Jika ada satu alasan mengapa industri otomotif mampu sukses menghadapi begitu banyak krisis dalam beberapa tahun terakhir, maka jawabannya karena SUV.
Lebih dari mobil listrik, truk pickup, dan dorongan pasar negara berkembang, kendaraan ini telah menjadi yang paling populer di seluruh dunia.
Mereka adalah mesin pertumbuhan pendapatan dan, yang terpenting, keuntungan.
Pertanyaannya adalah apakah tren ini akan terus berlanjut selamanya atau apakah ada ancaman terhadap segmen penting ini.
Semua Orang Menginginkan SUV
Pada tahun 2021, SUV menyumbang hampir 42 persen dari penjualan kendaraan baru global, tidak termasuk kendaraan komersial ringan.
Konsumen di seluruh dunia membeli hampir 31,9 juta kendaraan ini, meningkat 13 persen dibandingkan dengan data tahun 2020.
Pertumbuhan ini sangat sensasional, terutama jika dibandingkan dengan segmen lainnya: mobil (dari segmen A hingga F) meningkat sebesar 1 persen dan pickup sebesar 3 persen.
Alasan ledakan ini sudah diketahui dengan baik: penawaran produk yang lebih luas yang mencakup SUV kecil (A-SUV) hingga SUV mewah (F-SUV); lebih banyak model bertenaga listrik; anggapan yang terus berlanjut bahwa mengemudi di posisi yang lebih tinggi memberikan rasa aman, ditambah lagi dengan fakta bahwa lebih mudah untuk masuk dan keluar kendaraan (terutama bagi pengemudi yang lebih tua).

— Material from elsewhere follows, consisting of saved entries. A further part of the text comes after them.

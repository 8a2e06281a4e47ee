// Copyright 2026 The ChromiumOS Authors
// Use of this source code is governed by a BSD-style license that can be
// found in the LICENSE file.

//! Saturation adjustment through the `vpp_qsv` procamp filter.
//!
//! `test_default` checks fidelity: saturation must never touch luma, and
//! chroma must either be untouched (at the no-op level) or match the baseline.
//! `test_r2r` checks that repeated identical runs give bit-identical output.

use std::path::PathBuf;

use crate::baseline::Metrics;
use crate::caps::require;
use crate::caps::Requirement;
use crate::caps::VPP_PLATFORMS;
use crate::command::format_fraction;
use crate::command::map_range;
use crate::command::Invocation;
use crate::context::Context;
use crate::error::FitsError;
use crate::error::Result;
use crate::exec::call;
use crate::ffmpeg_qsv::hw_device_args;
use crate::ffmpeg_qsv::mapformat;
use crate::ffmpeg_qsv::VPP_REQUIREMENTS;
use crate::format::PixelFormat;
use crate::metrics::calculate_psnr;
use crate::metrics::md5;
use crate::metrics::reference_psnr;
use crate::metrics::CHANNELS;
use crate::metrics::PERFECT_PSNR;
use crate::parameters::SaturationParams;
use crate::spec::CaseSpec;
use crate::spec::TestSpec;

pub const SPEC_CATEGORY: &str = "vpp";
pub const SPEC_NAME: &str = "saturation";
pub const SPEC_R2R_VARIANT: &str = "r2r";

/// Level 10 maps to a saturation factor of 1.0 in ffmpeg, i.e. unchanged.
pub const NOOP_LEVEL: u32 = 10;

/// Fully resolved parameters of one saturation test instance.
#[derive(Clone, Debug)]
pub struct SaturationTest {
    pub case: String,
    pub spec: CaseSpec,
    pub level: u32,
    /// `level` mapped onto ffmpeg's 0.0-10.0 saturation range.
    pub mlevel: String,
    pub format: PixelFormat,
    pub mformat: &'static str,
    pub ofile: PathBuf,
}

pub fn init(spec: &TestSpec, case: &str, level: u32) -> Result<SaturationTest> {
    let params = spec.get(case).ok_or_else(|| FitsError::InvalidSpec {
        file: PathBuf::from(SPEC_NAME),
        details: format!("unknown case {}", case),
    })?;
    let (format, mformat) = mapformat(&params.format)?;
    Ok(SaturationTest {
        case: case.to_string(),
        spec: params.clone(),
        level,
        mlevel: format_fraction(map_range(level as f64, (0.0, 100.0), (0.0, 10.0))),
        format,
        mformat,
        ofile: PathBuf::new(),
    })
}

pub fn requirements() -> Vec<Requirement> {
    let mut requirements = VPP_REQUIREMENTS.to_vec();
    requirements.push(Requirement::Platform(VPP_PLATFORMS));
    requirements
}

impl SaturationTest {
    fn base_name(&self) -> String {
        format!(
            "{}_saturation_{}_{}_{}x{}",
            self.case, self.level, self.spec.format, self.spec.width, self.spec.height
        )
    }

    /// Output name of the first (or only) run.
    pub fn output_name(&self, r2r: bool) -> String {
        if r2r {
            format!("{}_r2r.yuv", self.base_name())
        } else {
            format!("{}.yuv", self.base_name())
        }
    }

    /// Output name of the `run`-th repeat of a run-to-run test.
    pub fn repeat_name(&self, run: u32) -> String {
        format!("{}_{}.yuv", self.base_name(), run)
    }

    pub fn command(&self, ffmpeg: &str) -> Invocation {
        let size = format!("{}x{}", self.spec.width, self.spec.height);
        let filter = format!(
            "format=nv12,hwupload=extra_hw_frames=16,\
             vpp_qsv=procamp=1:saturation={},hwdownload,format=nv12",
            self.mlevel
        );
        Invocation::new(ffmpeg)
            .args(hw_device_args())
            .args(["-v", "debug", "-f", "rawvideo", "-pix_fmt", self.mformat])
            .args(["-s:v", size.as_str()])
            .arg("-i")
            .arg(self.spec.source.display().to_string())
            .args(["-vf", filter.as_str()])
            .args(["-pix_fmt", self.mformat, "-an", "-vframes"])
            .arg(self.spec.frames.to_string())
            .arg("-y")
            .arg(self.ofile.display().to_string())
    }

    /// Runs the filter into the artifact `name`.
    fn gen_output(&mut self, ctx: &mut impl Context, name: &str) -> Result<()> {
        self.ofile = ctx.media().test_artifact(name)?;
        let ffmpeg = ctx.media().config.tools.ffmpeg.clone();
        call(ctx, &self.command(&ffmpeg))?;
        Ok(())
    }
}

fn expect_perfect(channel: usize, actual: f64, reason: &'static str) -> Result<()> {
    if actual == PERFECT_PSNR {
        Ok(())
    } else {
        Err(FitsError::NotPerfect {
            channel: CHANNELS[channel],
            expected: PERFECT_PSNR,
            actual,
            reason,
        })
    }
}

pub fn test_default(ctx: &mut impl Context, spec: &TestSpec, params: &SaturationParams) -> Result<()> {
    require(ctx, &requirements())?;
    let mut test = init(spec, &params.case, params.level)?;
    let name = test.output_name(false);
    test.gen_output(ctx, &name)?;

    let psnr = calculate_psnr(
        &test.spec.source,
        &test.ofile,
        test.spec.width,
        test.spec.height,
        test.spec.frames,
        test.format,
    )?;
    ctx.media().set_test_detail("psnr", psnr.to_value());

    expect_perfect(0, psnr.y(), "should not be affected by SATURATION filter")?;

    if test.level == NOOP_LEVEL {
        ctx.media().set_test_detail("ref_psnr", "noop");
        expect_perfect(1, psnr.u(), "should not be affected at NOOP level")?;
        expect_perfect(2, psnr.v(), "should not be affected at NOOP level")?;
        return Ok(());
    }

    let tolerance = ctx.media().config.psnr_tolerance;
    let mut metrics = Metrics::new();
    metrics.insert("psnr".to_string(), psnr.to_value());
    ctx.media()
        .check_result(&test.spec.refctx, metrics, |name, reference, actual| {
            let reference = reference_psnr(name, reference)?;
            let actual = reference_psnr(name, Some(actual))?;
            for channel in [1, 2] {
                let (r, a) = (reference.avg[channel], actual.avg[channel]);
                if (r - a).abs() >= tolerance {
                    return Err(FitsError::OutOfTolerance {
                        channel: CHANNELS[channel],
                        reference: r,
                        actual: a,
                        tolerance,
                    });
                }
            }
            Ok(())
        })
}

pub fn test_r2r(ctx: &mut impl Context, spec: &TestSpec, params: &SaturationParams) -> Result<()> {
    require(ctx, &requirements())?;
    let mut test = init(spec, &params.case, params.level)?;
    let runs = test.spec.r2r.unwrap_or(ctx.media().config.r2r_runs);
    if runs < 2 {
        return Err(FitsError::InvalidSpec {
            file: PathBuf::from(SPEC_NAME),
            details: format!("invalid r2r value {}", runs),
        });
    }

    let name = test.output_name(true);
    test.gen_output(ctx, &name)?;
    let md5_ref = md5(&test.ofile)?;
    ctx.media().set_test_detail("md5_ref", md5_ref.as_str());
    ctx.media().purge_test_artifact(&test.ofile)?;

    for run in 1..runs {
        let name = test.repeat_name(run);
        test.gen_output(ctx, &name)?;
        let result = md5(&test.ofile)?;
        ctx.media()
            .set_test_detail(&format!("md5_{:03}", run), result.as_str());
        ctx.media().purge_test_artifact(&test.ofile)?;
        if result != md5_ref {
            return Err(FitsError::DigestMismatch {
                run,
                reference: md5_ref,
                actual: result,
            });
        }
    }
    Ok(())
}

Tahun lalu, data awal menunjukkan bahwa SUV menyumbang 45 hingga 46 persen dari penjualan mobil penumpang global.
Terdapat peningkatan tajam di negara-negara, seperti India, Jerman, Inggris, Meksiko, Indonesia, Turki, Malaysia, Vietnam, Afrika Selatan, Thailand, dan Filipina.
Namun, permintaan menurun di Amerika Serikat, pasar terbesar kedua di dunia, turun 7 persen. Tiongkok turun 2 persen menjadi 10,4 juta unit.
Ancaman
Namun, pertumbuhan pesat mereka dapat terancam oleh peraturan yang lebih ketat tentang polusi dan berat.
Meskipun SUV telah meningkat pesat dalam hal emisi, mereka umumnya masih merupakan kendaraan tugas berat yang membutuhkan mesin yang lebih besar.
Data emisi JATO menunjukkan bahwa semua kategori SUV (kecuali SUV mewah) mengalami penurunan rata-rata emisi di Eropa antara tahun 2020 dan 2021.
Namun, rata-rata total 107,9 g/km CO2 jelas lebih tinggi daripada city car, mobil kecil, mobil kompak, dan bahkan mobil eksekutif, masing-masing 76,9, 97,7, 97,6, dan 100,8 g/km.
Jika kesenjangan ini terus berlanjut, pemerintah di wilayah seperti Eropa dapat mulai menghukum SUV bukan hanya karena alasan emisi, melainkan juga karena alasan ruang.
SUV selalu lebih besar dan lebih berat daripada mobil yang setara. Sebagai contoh, di Eropa, sebuah SUV 27 persen lebih berat daripada mobil kecil. Di Amerika Serikat, mobil ini memiliki massa 22 persen lebih berat dari sedan

Kenaikan pajak pada SUV tentu saja dapat merusak permintaan dan menjadi ancaman serius bagi profitabilitas produsen.
Yang terakhir ini mendapatkan lebih banyak keuntungan dari sebelumnya berkat kemampuan mereka untuk mengelola kekurangan semikonduktor dengan memprioritaskan SUV dan EV, mobil-mobil yang dapat dijual dengan lebih mudah.
Dalam Catch-22, SUV telah memicu investasi tinggi yang dibutuhkan oleh produsen mobil untuk beralih dari sektor mesin pembakaran internal ke mesin listrik murni.
Berbagai rencana elektrifikasi yang diumumkan oleh berbagai merek di Eropa, Amerika Serikat, dan Asia tidak dapat direalisasikan tanpa arus kas yang dihasilkan oleh SUV bensin dan diesel.
Namun, apakah pihak berwenang akan menyadari faktor kunci ini ketika mereka mulai mendiskusikan potensi pelarangan kendaraan yang lebih berat?
Penulis artikel ini, Felipe Munoz, adalah Spesialis Industri Otomotif JATO Dynamics.